Although there are several reports of MRI signal alteration of BR

Although there are several reports of MRI signal alteration of BR in depression, a characteristic neuroimaging pattern of BR abnormality has not yet been found [21]. Ultrasound investigations have been supplemented by T2-weighted MRI studies in order to investigate pathomorphological pattern of the BR Selleckchem Saracatinib in depression. Increased intensity of the midline has been reported for unipolar depressed patients when compared to bipolar patients and controls in a retrospective study using T2-weighted MRI [22]. A difference between patients with major depression and control subjects for T2-relaxation times was found in a region

of interest located along the midline of the pons. No difference was found between patients with bipolar disorder and control subjects. Alterations of

T2-relaxation times might indicate subtle tissue changes [23]. These findings are in line with the results of pathoanatomic and PET studies demonstrating morphological and functional alteration of the dorsal raphe nucleus in major depression, with decreased serotonin type 1A receptor binding and fewer neurons expressing serotonin transporter mRNA compared with findings in controls [24]. The relationship of BR echogenicity and SSRI responsivity which was found in the study of Walter [19] further supports the idea that reduced BR echogenicity reflects an alteration of the serotonergic system.
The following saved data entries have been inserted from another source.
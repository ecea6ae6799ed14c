use crate::lsm::LsmSection;
use schemars::JsonSchema;
use serde::{Deserialize, Serialize};

/// `secpol.toml` schema v1.
///
/// Every key is optional; missing keys fall back to defaults during resolution.
#[derive(Clone, Debug, Default, PartialEq, Serialize, Deserialize, JsonSchema)]
#[serde(deny_unknown_fields)]
pub struct SecpolConfigV1 {
    /// Optional schema string for tooling (`secpol.config.v1`).
    #[serde(default, skip_serializing_if = "Option::is_none")]
    pub schema: Option<String>,

    /// Policy ids to enable in addition to the activation variable.
    #[serde(default, skip_serializing_if = "Vec::is_empty")]
    pub policies: Vec<String>,

    /// Restrict evaluation to one scope: `storage`, `network`, `firewall`, `bootloader`.
    #[serde(default, skip_serializing_if = "Option::is_none")]
    pub scope: Option<String>,

    /// Report administratively disabled rules too.
    #[serde(default, skip_serializing_if = "Option::is_none")]
    pub include_disabled: Option<bool>,

    /// When to fail the check: `any` (default) or `none`.
    #[serde(default, skip_serializing_if = "Option::is_none")]
    pub fail_on: Option<String>,

    /// Rule names or ids to mark as disabled.
    #[serde(default, skip_serializing_if = "Vec::is_empty")]
    pub disabled_rules: Vec<String>,

    /// Linux Security Module settings, same shape as the install profile section.
    #[serde(default, skip_serializing_if = "Option::is_none")]
    pub lsm: Option<LsmSection>,
}
use thiserror::Error;

/// The typed failures the engine can report. Evaluation itself never fails.
#[derive(Debug, Clone, PartialEq, Eq, Error)]
pub enum DomainError {
    #[error("no validator available for policy '{0}'")]
    NoValidator(String),

    #[error("unknown scope '{0}' (expected storage, network, firewall or bootloader)")]
    UnknownScope(String),
}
In contrast with previous CH5424802 research buy reports,

no difference in echogenicity of the BR of unipolar depressed patients was found in the study of Steele, the only one which investigated possible structural changes of the BR in unipolar depression using diffusion tensor imaging, did not confirm structural changes of the BR in unipolar depressive patients using this method [25]. One of the important advantages of TCS is that it could also detect a subgroup of patients with depression characterized by mild clinical Mannose-binding protein-associated serine protease signs of parkinsonism who are possibly at an elevated risk of developing definite PD. TCS data in a recent study showed that the finding of SN hyperechogenicity, which is characteristic for idiopathic PD, was related to motor asymmetry and reduced verbal fluency in patients with depressive disorders. This relationship was even stronger in younger patients (<50 years) and independent from age, in patients who had reduced BR echogenicity [21]. Since, both liability for developing PD and frequency of PD-like TCS findings were found to be increased in depression, patients with depressive disorders might be an important population to screen for sonographic and clinical signs of early PD. Major depressive disorder (MDD) and adjustment disorder with depressed mood (ADDM) are currently regarded as distinct disease entities [26]. Especially, DSM axis-II comorbidity and suicidal behavior have been reported to differ between MDD and ADDM.